I do not use Twitter. This week at work, I was asked to post a link on the stations’ Twitter feed to a story my colleague had produced. It was “my” first tweet. I felt momentarily embedded in the Great Link. Then… nothing. “The amount that Twitter omits is breathtaking; more than any other social platform, it is indifferent to huge swaths of human experience and endeavor. I invite you to imagine this omitted content as a vast, bustling city. Scratching at your timeline, you are huddled in a single small tavern with the journalists, the nihilists, and the chaotic neutrals.” Robin Sloan,”The Lost Thread”.


What I’m reading: The Zookeepers Wife. I was looking for a good story, something not too hard to handle, as I’m a bit, um, fragile these days. (Surprise!) Anyway, someone recommended this book. I went into it thinking, it’s about a zoo! How wrenching can it be? I had no idea.

What I’m listening to: too much npr, not enough Bill Evans.

What’s on the stove: it was cool enough to make soup last week, but now it’s hot and humid. So, no stove tonight. Let’s just have this for dinner all summer, mk?

What small wonders are you finding in your world?

This Week You’re a Flowerpot

So much has been written this past week about abortion rights and the leaked Alito opinion, with responses far more comprehensive than I could hope to create, so I’ll keep my commentary to one small point of fact, shared in light of the sudden urgency among Democrats that WE MUST DO SOMETHING NOW.

As Ann Friedman put it, “NOW?!?”

Democrats have had fifty years to Do Something.
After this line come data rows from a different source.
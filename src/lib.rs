pub mod config;
pub mod error;
pub mod document;
pub mod graph;
pub mod layout;
pub mod status;

pub use config::Config;
pub use error::{LearngraphError, Result};
pub use document::{parse_document, GraphItem};
pub use graph::{assign_levels, collect, collect_with, normalize, resolve_label, LocalId, MetadataMap, NodeMetadata, NodeType};
pub use layout::{assign_positions, build_edges, build_layout, Edge, Layout, PositionedNode};
pub use status::{classify, ConceptStatus, StatusMap};
impl Storage for SqliteStorage {
    async fn get_student(&self, id: i64) -> Result<Option<Student>, StoreError> {
        let row = sqlx::query_as::<_, StudentRow>("SELECT * FROM students WHERE id = ?")
            .bind(id)
            .fetch_optional(&self.pool)
            .await
            .map_err(db_err)?;
        Ok(row.map(student_row2schema))
    }

    async fn get_student_by_username(
        &self,
        username: &str,
    ) -> Result<Option<Student>, StoreError> {
        let row = sqlx::query_as::<_, StudentRow>("SELECT * FROM students WHERE username = ?")
            .bind(username)
            .fetch_optional(&self.pool)
            .await
            .map_err(db_err)?;
        Ok(row.map(student_row2schema))
    }

    async fn create_student(&self, new: NewStudent) -> Result<Student, StoreError> {
        let student = build_student(new)?;
        if self.username_taken(&student.username).await? {
            return Err(StoreError::conflict(format!(
                "username '{}' is already taken",
                student.username
            )));
        }
        let achievements =
            serde_json::to_string(&student.achievements).map_err(|e| StoreError::internal(e.to_string()))?;
        let row = sqlx::query_as::<_, StudentRow>(
            "INSERT INTO students(name, username, current_week, total_points, streak_days, \
             level, achievements, created_at) VALUES (?,?,?,?,?,?,?,?) RETURNING *",
        )
        .bind(&student.name)
        .bind(&student.username)
        .bind(student.current_week)
        .bind(student.total_points)
        .bind(student.streak_days)
        .bind(student.level)
        .bind(achievements)
        .bind(student.created_at)
        .fetch_one(&self.pool)
        .await
        .map_err(db_err)?;
        Ok(student_row2schema(row))
    }

    async fn update_student(&self, id: i64, patch: StudentPatch) -> Result<Student, StoreError> {
        let current = self
            .get_student(id)
            .await?
            .ok_or_else(|| StoreError::not_found("Student not found"))?;
        let updated = merge_student(&current, patch)?;
        if updated.username != current.username && self.username_taken(&updated.username).await? {
            return Err(StoreError::conflict(format!(
                "username '{}' is already taken",
                updated.username
            )));
        }
        self.write_student(&updated).await?;
        Ok(updated)
    }

    async fn get_all_courses(&self) -> Result<Vec<Course>, StoreError> {
        let rows =
            sqlx::query_as::<_, CourseRow>("SELECT * FROM courses ORDER BY week_number ASC")
                .fetch_all(&self.pool)
                .await
                .map_err(db_err)?;
        Ok(rows.into_iter().map(course_row2schema).collect())
    }

    async fn get_course(&self, id: i64) -> Result<Option<Course>, StoreError> {
        let row = sqlx::query_as::<_, CourseRow>("SELECT * FROM courses WHERE id = ?")
            .bind(id)
            .fetch_optional(&self.pool)
            .await
            .map_err(db_err)?;
        Ok(row.map(course_row2schema))
    }

    async fn create_course(&self, new: NewCourse) -> Result<Course, StoreError> {
        let course = build_course(new)?;
        let existing = sqlx::query_as::<_, CourseRow>("SELECT * FROM courses WHERE week_number = ?")
            .bind(course.week_number)
            .fetch_optional(&self.pool)
            .await
            .map_err(db_err)?;
        if existing.is_some() {
            return Err(StoreError::conflict(format!(
                "a course for week {} already exists",
                course.week_number
            )));
        }
        let row = sqlx::query_as::<_, CourseRow>(
            "INSERT INTO courses(title, description, week_number, total_lessons, is_locked) \
             VALUES (?,?,?,?,?) RETURNING *",
        )
        .bind(&course.title)
        .bind(&course.description)
        .bind(course.week_number)
        .bind(course.total_lessons)
        .bind(course.is_locked)
        .fetch_one(&self.pool)
        .await
        .map_err(db_err)?;
        Ok(course_row2schema(row))
    }

    async fn get_lessons_by_course(&self, course_id: i64) -> Result<Vec<Lesson>, StoreError> {
        let rows = sqlx::query_as::<_, LessonRow>(
            "SELECT * FROM lessons WHERE course_id = ? ORDER BY lesson_number ASC",
        )
        .bind(course_id)
        .fetch_all(&self.pool)
        .await
        .map_err(db_err)?;
        Ok(rows.into_iter().map(lesson_row2schema).collect())
    }

    async fn get_lesson(&self, id: i64) -> Result<Option<Lesson>, StoreError> {
        let row = sqlx::query_as::<_, LessonRow>("SELECT * FROM lessons WHERE id = ?")
            .bind(id)
            .fetch_optional(&self.pool)
            .await
            .map_err(db_err)?;
        Ok(row.map(lesson_row2schema))
    }

    async fn create_lesson(&self, new: NewLesson) -> Result<Lesson, StoreError> {
        let lesson = build_lesson(new)?;
        if self.get_course(lesson.course_id).await?.is_none() {
            return Err(StoreError::bad_request("unknown course"));
        }
        let existing = sqlx::query_as::<_, LessonRow>(
            "SELECT * FROM lessons WHERE course_id = ? AND lesson_number = ?",
        )
        .bind(lesson.course_id)
        .bind(lesson.lesson_number)
        .fetch_optional(&self.pool)
        .await
        .map_err(db_err)?;
        if existing.is_some() {
            return Err(StoreError::conflict(format!(
                "lesson {} already exists in this course",
                lesson.lesson_number
            )));
        }
        let row = sqlx::query_as::<_, LessonRow>(
            "INSERT INTO lessons(course_id, title, description, content, sample_code, \
             expected_output, lesson_number, points) VALUES (?,?,?,?,?,?,?,?) RETURNING *",
        )
        .bind(lesson.course_id)
        .bind(&lesson.title)
        .bind(&lesson.description)
        .bind(&lesson.content)
        .bind(&lesson.sample_code)
        .bind(&lesson.expected_output)
        .bind(lesson.lesson_number)
        .bind(lesson.points)
        .fetch_one(&self.pool)
        .await
        .map_err(db_err)?;
        Ok(lesson_row2schema(row))
    }

    async fn get_student_progress(&self, student_id: i64) -> Result<Vec<Progress>, StoreError> {
        let rows = sqlx::query_as::<_, ProgressRow>("SELECT * FROM progress WHERE student_id = ?")
            .bind(student_id)
            .fetch_all(&self.pool)
            .await
            .map_err(db_err)?;
        Ok(rows.into_iter().map(progress_row2schema).collect())
    }

    async fn get_student_course_progress(
        &self,
        student_id: i64,
        course_id: i64,
    ) -> Result<Vec<Progress>, StoreError> {
        let rows = sqlx::query_as::<_, ProgressRow>(
            "SELECT * FROM progress WHERE student_id = ? AND course_id = ?",
        )
        .bind(student_id)
        .bind(course_id)
        .fetch_all(&self.pool)
        .await
        .map_err(db_err)?;
        Ok(rows.into_iter().map(progress_row2schema).collect())
    }

    async fn create_progress(&self, new: NewProgress) -> Result<Progress, StoreError> {
        let record = build_progress(new)?;
        if self.get_student(record.student_id).await?.is_none() {
            return Err(StoreError::bad_request("unknown student"));
        }
        if self.get_course(record.course_id).await?.is_none() {
            return Err(StoreError::bad_request("unknown course"));
        }
        if let Some(lesson_id) = record.lesson_id {
            if self.get_lesson(lesson_id).await?.is_none() {
                return Err(StoreError::bad_request("unknown lesson"));
            }
            let existing = sqlx::query_as::<_, ProgressRow>(
                "SELECT * FROM progress WHERE student_id = ? AND lesson_id = ?",
            )
            .bind(record.student_id)
            .bind(lesson_id)
            .fetch_optional(&self.pool)
            .await
            .map_err(db_err)?;
            if existing.is_some() {
                return Err(StoreError::conflict(
                    "progress for this lesson is already recorded",
                ));
            }
        }
        let row = sqlx::query_as::<_, ProgressRow>(
            "INSERT INTO progress(student_id, course_id, lesson_id, completed, completed_at, \
             code_submitted) VALUES (?,?,?,?,?,?) RETURNING *",
        )
        .bind(record.student_id)
        .bind(record.course_id)
        .bind(record.lesson_id)
        .bind(record.completed)
        .bind(record.completed_at)
        .bind(&record.code_submitted)
        .fetch_one(&self.pool)
        .await
        .map_err(db_err)?;
        Ok(progress_row2schema(row))
    }

    async fn update_progress(
        &self,
        id: i64,
        patch: ProgressPatch,
    ) -> Result<Progress, StoreError> {
        let row = sqlx::query_as::<_, ProgressRow>("SELECT * FROM progress WHERE id = ?")
            .bind(id)
            .fetch_optional(&self.pool)
            .await
            .map_err(db_err)?;
        let current = row
            .map(progress_row2schema)
            .ok_or_else(|| StoreError::not_found("Progress not found"))?;
        let updated = merge_progress(&current, patch);
        sqlx::query(
            "UPDATE progress SET completed = ?, completed_at = ?, code_submitted = ? WHERE id = ?",
        )
        .bind(updated.completed)
        .bind(updated.completed_at)
        .bind(&updated.code_submitted)
        .bind(id)
        .execute(&self.pool)
        .await
        .map_err(db_err)?;
        Ok(updated)
    }

    async fn get_all_challenges(&self) -> Result<Vec<Challenge>, StoreError> {
        let rows = sqlx::query_as::<_, ChallengeRow>("SELECT * FROM challenges")
            .fetch_all(&self.pool)
            .await
            .map_err(db_err)?;
        Ok(rows.into_iter().map(challenge_row2schema).collect())
    }

    async fn get_daily_challenge(&self) -> Result<Option<Challenge>, StoreError> {
        let row = sqlx::query_as::<_, ChallengeRow>("SELECT * FROM challenges WHERE is_daily = 1")
            .fetch_optional(&self.pool)
            .await
            .map_err(db_err)?;
        Ok(row.map(challenge_row2schema))
    }

    async fn create_challenge(&self, new: NewChallenge) -> Result<Challenge, StoreError> {
        let challenge = build_challenge(new)?;
        if challenge.is_daily && self.get_daily_challenge().await?.is_some() {
            return Err(StoreError::conflict("a daily challenge already exists"));
        }
        let row = sqlx::query_as::<_, ChallengeRow>(
            "INSERT INTO challenges(title, description, difficulty, points, sample_code, \
             solution, is_daily) VALUES (?,?,?,?,?,?,?) RETURNING *",
        )
        .bind(&challenge.title)
        .bind(&challenge.description)
        .bind(&challenge.difficulty)
        .bind(challenge.points)
        .bind(&challenge.sample_code)
        .bind(&challenge.solution)
        .bind(challenge.is_daily)
        .fetch_one(&self.pool)
        .await
        .map_err(db_err)?;
        Ok(challenge_row2schema(row))
    }

    async fn get_all_achievements(&self) -> Result<Vec<Achievement>, StoreError> {
        let rows = sqlx::query_as::<_, AchievementRow>("SELECT * FROM achievements")
            .fetch_all(&self.pool)
            .await
            .map_err(db_err)?;
        Ok(rows.into_iter().map(achievement_row2schema).collect())
    }

    async fn create_achievement(&self, new: NewAchievement) -> Result<Achievement, StoreError> {
        let achievement = build_achievement(new)?;
        let row = sqlx::query_as::<_, AchievementRow>(
            "INSERT INTO achievements(name, description, icon, points, condition) \
             VALUES (?,?,?,?,?) RETURNING *",
        )
        .bind(&achievement.name)
        .bind(&achievement.description)
        .bind(&achievement.icon)
        .bind(achievement.points)
        .bind(&achievement.condition)
        .fetch_one(&self.pool)
        .await
        .map_err(db_err)?;
        Ok(achievement_row2schema(row))
    }
}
Fifty years to codify Roe v. Wade into law, twenty-one of which have been under Democratic administrations. They didn’t do it.

In fact, Congress has had 250 years to Do Something, 250 years to codify a women’s right to bodily autonomy into law. They haven’t done it.

The full personhood of women remains contingent in this country, dependent on the good will of those we elect to office and the Court of Nine — really, five — who decide whether we are flower pots or people. Rectifying this has never been a priority. How do we know it’s not a priority? 250 years is how we know.

Americans by a large majority favor legal access to abortion, just as we favor affordable health care for all, affordable child care, paid parental leave, and a living minimum wage. We don’t get what we ask for. Instead we get forever wars and culture wars, a bloated military budget, and a wringing of the hands on the part of Democrats whose only unified response to the situation is to call on voters to “elect more Democrats.”

Yes, of course, I consider the alternative, and yes, I will continue to vote for the ones who seem to not hate women, hate children, hate the poor and people of color quite so much. But I’m tired of it. Tired of issues of major consequence being reduced, time and again, to messaging for the midterms.

Fifty years of post-Roe inaction is a message, too.